# [Task objective]
Among the entries below, which lines include the string "gone"? Show each one.

Saved entries

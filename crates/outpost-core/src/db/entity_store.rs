//! Tenant-scoped local document store

use crate::error::{Error, Result};
use crate::mapping::LocalDocument;
use crate::models::{EntityKind, Synchronizable, TenantId};
use rusqlite::{params, Connection, OptionalExtension};

/// Trait for local entity storage operations
pub trait EntityStore {
    /// Insert or replace a document. Never moves a row to another tenant.
    fn upsert(&self, document: &LocalDocument) -> Result<()>;

    /// Get a document by id within a tenant
    fn get(&self, tenant: &TenantId, kind: EntityKind, id: &str) -> Result<Option<LocalDocument>>;

    /// List a tenant's documents of one kind, oldest update first
    fn list(
        &self,
        tenant: &TenantId,
        kind: EntityKind,
        include_deleted: bool,
    ) -> Result<Vec<LocalDocument>>;

    /// Count a tenant's live documents of one kind
    fn count(&self, tenant: &TenantId, kind: EntityKind) -> Result<usize>;

    /// Remove a document outright; returns whether a row existed
    fn remove(&self, tenant: &TenantId, kind: EntityKind, id: &str) -> Result<bool>;
}

/// `SQLite` implementation of `EntityStore`
pub struct SqliteEntityStore<'a> {
    conn: &'a Connection,
}

impl<'a> SqliteEntityStore<'a> {
    /// Create a new store with the given connection
    pub const fn new(conn: &'a Connection) -> Self {
        Self { conn }
    }

    /// Read a document back as its model type
    pub fn get_entity<E: Synchronizable>(&self, tenant: &TenantId, id: &str) -> Result<Option<E>> {
        self.get(tenant, E::KIND, id)?
            .map(|document| serde_json::from_value(document.document).map_err(Error::from))
            .transpose()
    }

    /// List live documents as their model type
    pub fn list_entities<E: Synchronizable>(&self, tenant: &TenantId) -> Result<Vec<E>> {
        self.list(tenant, E::KIND, false)?
            .into_iter()
            .map(|document| serde_json::from_value(document.document).map_err(Error::from))
            .collect()
    }

    fn owner_of(&self, kind: EntityKind, id: &str) -> Result<Option<String>> {
        Ok(self
            .conn
            .query_row(
                "SELECT tenant_id FROM entities WHERE entity_type = ? AND entity_id = ?",
                params![kind.as_str(), id],
                |row| row.get(0),
            )
            .optional()?)
    }

    /// Row parser for documents of `kind`
    fn parse_document(
        kind: EntityKind,
    ) -> impl Fn(&rusqlite::Row<'_>) -> rusqlite::Result<LocalDocument> {
        move |row: &rusqlite::Row<'_>| {
            let raw: String = row.get(2)?;
            let document = serde_json::from_str(&raw).map_err(|error| {
                rusqlite::Error::FromSqlConversionFailure(
                    2,
                    rusqlite::types::Type::Text,
                    Box::new(error),
                )
            })?;
            Ok(LocalDocument {
                kind,
                entity_id: row.get(0)?,
                tenant_id: row.get(1)?,
                document,
                updated_at: row.get(3)?,
                is_deleted: row.get::<_, i32>(4)? != 0,
            })
        }
    }
}

impl EntityStore for SqliteEntityStore<'_> {
    fn upsert(&self, document: &LocalDocument) -> Result<()> {
        if let Some(owner) = self.owner_of(document.kind, &document.entity_id)? {
            if owner != document.tenant_id {
                return Err(Error::TenantMismatch {
                    expected: owner,
                    found: document.tenant_id.clone(),
                });
            }
        }

        self.conn.execute(
            "INSERT INTO entities (entity_type, entity_id, tenant_id, document, updated_at, is_deleted)
             VALUES (?, ?, ?, ?, ?, ?)
             ON CONFLICT(entity_type, entity_id) DO UPDATE SET
                document = excluded.document,
                updated_at = excluded.updated_at,
                is_deleted = excluded.is_deleted",
            params![
                document.kind.as_str(),
                document.entity_id,
                document.tenant_id,
                serde_json::to_string(&document.document)?,
                document.updated_at,
                i32::from(document.is_deleted)
            ],
        )?;

        Ok(())
    }

    fn get(&self, tenant: &TenantId, kind: EntityKind, id: &str) -> Result<Option<LocalDocument>> {
        let result = self
            .conn
            .query_row(
                "SELECT entity_id, tenant_id, document, updated_at, is_deleted
                 FROM entities
                 WHERE tenant_id = ? AND entity_type = ? AND entity_id = ?",
                params![tenant.as_str(), kind.as_str(), id],
                Self::parse_document(kind),
            )
            .optional()?;

        Ok(result)
    }

    fn list(
        &self,
        tenant: &TenantId,
        kind: EntityKind,
        include_deleted: bool,
    ) -> Result<Vec<LocalDocument>> {
        let mut stmt = self.conn.prepare(
            "SELECT entity_id, tenant_id, document, updated_at, is_deleted
             FROM entities
             WHERE tenant_id = ? AND entity_type = ? AND (? OR is_deleted = 0)
             ORDER BY updated_at ASC, entity_id ASC",
        )?;

        let documents = stmt
            .query_map(
                params![tenant.as_str(), kind.as_str(), include_deleted],
                Self::parse_document(kind),
            )?
            .collect::<rusqlite::Result<Vec<_>>>()?;

        Ok(documents)
    }

    fn count(&self, tenant: &TenantId, kind: EntityKind) -> Result<usize> {
        let count: i64 = self.conn.query_row(
            "SELECT COUNT(*) FROM entities
             WHERE tenant_id = ? AND entity_type = ? AND is_deleted = 0",
            params![tenant.as_str(), kind.as_str()],
            |row| row.get(0),
        )?;
        Ok(usize::try_from(count).unwrap_or_default())
    }

    fn remove(&self, tenant: &TenantId, kind: EntityKind, id: &str) -> Result<bool> {
        let rows = self.conn.execute(
            "DELETE FROM entities WHERE tenant_id = ? AND entity_type = ? AND entity_id = ?",
            params![tenant.as_str(), kind.as_str(), id],
        )?;
        Ok(rows > 0)
    }
}

#[cfg(test)]
mod tests {
    use super::*;
    use crate::db::Database;
    use crate::models::{Customer, TenantContext, Vehicle};
    use pretty_assertions::assert_eq;

    fn setup() -> Database {
        Database::open_in_memory().unwrap()
    }

    fn ctx(tenant: &str) -> TenantContext {
        TenantContext::new(TenantId::new(tenant).unwrap())
    }

    #[test]
    fn test_upsert_and_get() {
        let db = setup();
        let store = SqliteEntityStore::new(db.connection());
        let ctx = ctx("g1");

        let vehicle = Vehicle::new("AB-123", "Renault", "Clio");
        let document = LocalDocument::from_entity(&vehicle, &ctx).unwrap();
        store.upsert(&document).unwrap();

        let fetched = store
            .get(ctx.tenant_id(), EntityKind::Vehicle, &vehicle.id)
            .unwrap()
            .unwrap();
        assert_eq!(fetched, document);

        let typed: Vehicle = store
            .get_entity(ctx.tenant_id(), &vehicle.id)
            .unwrap()
            .unwrap();
        assert_eq!(typed, vehicle);
    }

    #[test]
    fn test_upsert_replaces_document() {
        let db = setup();
        let store = SqliteEntityStore::new(db.connection());
        let ctx = ctx("g1");

        let mut customer = Customer::new("Ana");
        store
            .upsert(&LocalDocument::from_entity(&customer, &ctx).unwrap())
            .unwrap();
        customer.full_name = "Ana Ruiz".into();
        customer.updated_at += 10;
        store
            .upsert(&LocalDocument::from_entity(&customer, &ctx).unwrap())
            .unwrap();

        let all: Vec<Customer> = store.list_entities(ctx.tenant_id()).unwrap();
        assert_eq!(all, vec![customer]);
    }

    #[test]
    fn test_tenants_are_isolated() {
        let db = setup();
        let store = SqliteEntityStore::new(db.connection());
        let vehicle = Vehicle::new("AB-123", "Renault", "Clio");
        store
            .upsert(&LocalDocument::from_entity(&vehicle, &ctx("g1")).unwrap())
            .unwrap();

        let other = ctx("g2");
        assert!(store
            .get(other.tenant_id(), EntityKind::Vehicle, &vehicle.id)
            .unwrap()
            .is_none());
        assert_eq!(store.count(other.tenant_id(), EntityKind::Vehicle).unwrap(), 0);

        let hijack = LocalDocument::from_entity(&vehicle, &other).unwrap();
        assert!(matches!(
            store.upsert(&hijack),
            Err(Error::TenantMismatch { .. })
        ));
    }

    #[test]
    fn test_list_skips_tombstones_unless_asked() {
        let db = setup();
        let store = SqliteEntityStore::new(db.connection());
        let ctx = ctx("g1");

        let mut gone = Customer::new("Gone");
        gone.is_deleted = true;
        store
            .upsert(&LocalDocument::from_entity(&gone, &ctx).unwrap())
            .unwrap();
        store
            .upsert(&LocalDocument::from_entity(&Customer::new("Here"), &ctx).unwrap())
            .unwrap();

        assert_eq!(store.list(ctx.tenant_id(), EntityKind::Customer, false).unwrap().len(), 1);
        assert_eq!(store.list(ctx.tenant_id(), EntityKind::Customer, true).unwrap().len(), 2);
        assert_eq!(store.count(ctx.tenant_id(), EntityKind::Customer).unwrap(), 1);
    }

    #[test]
    fn test_remove() {
        let db = setup();
        let store = SqliteEntityStore::new(db.connection());
        let ctx = ctx("g1");
        let vehicle = Vehicle::new("AB-123", "Renault", "Clio");
        store
            .upsert(&LocalDocument::from_entity(&vehicle, &ctx).unwrap())
            .unwrap();

        assert!(store.remove(ctx.tenant_id(), EntityKind::Vehicle, &vehicle.id).unwrap());
        assert!(!store.remove(ctx.tenant_id(), EntityKind::Vehicle, &vehicle.id).unwrap());
    }
}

# [Response]
        let mut gone = Customer::new("Gone");
        gone.is_deleted = true;
            .upsert(&LocalDocument::from_entity(&gone, &ctx).unwrap())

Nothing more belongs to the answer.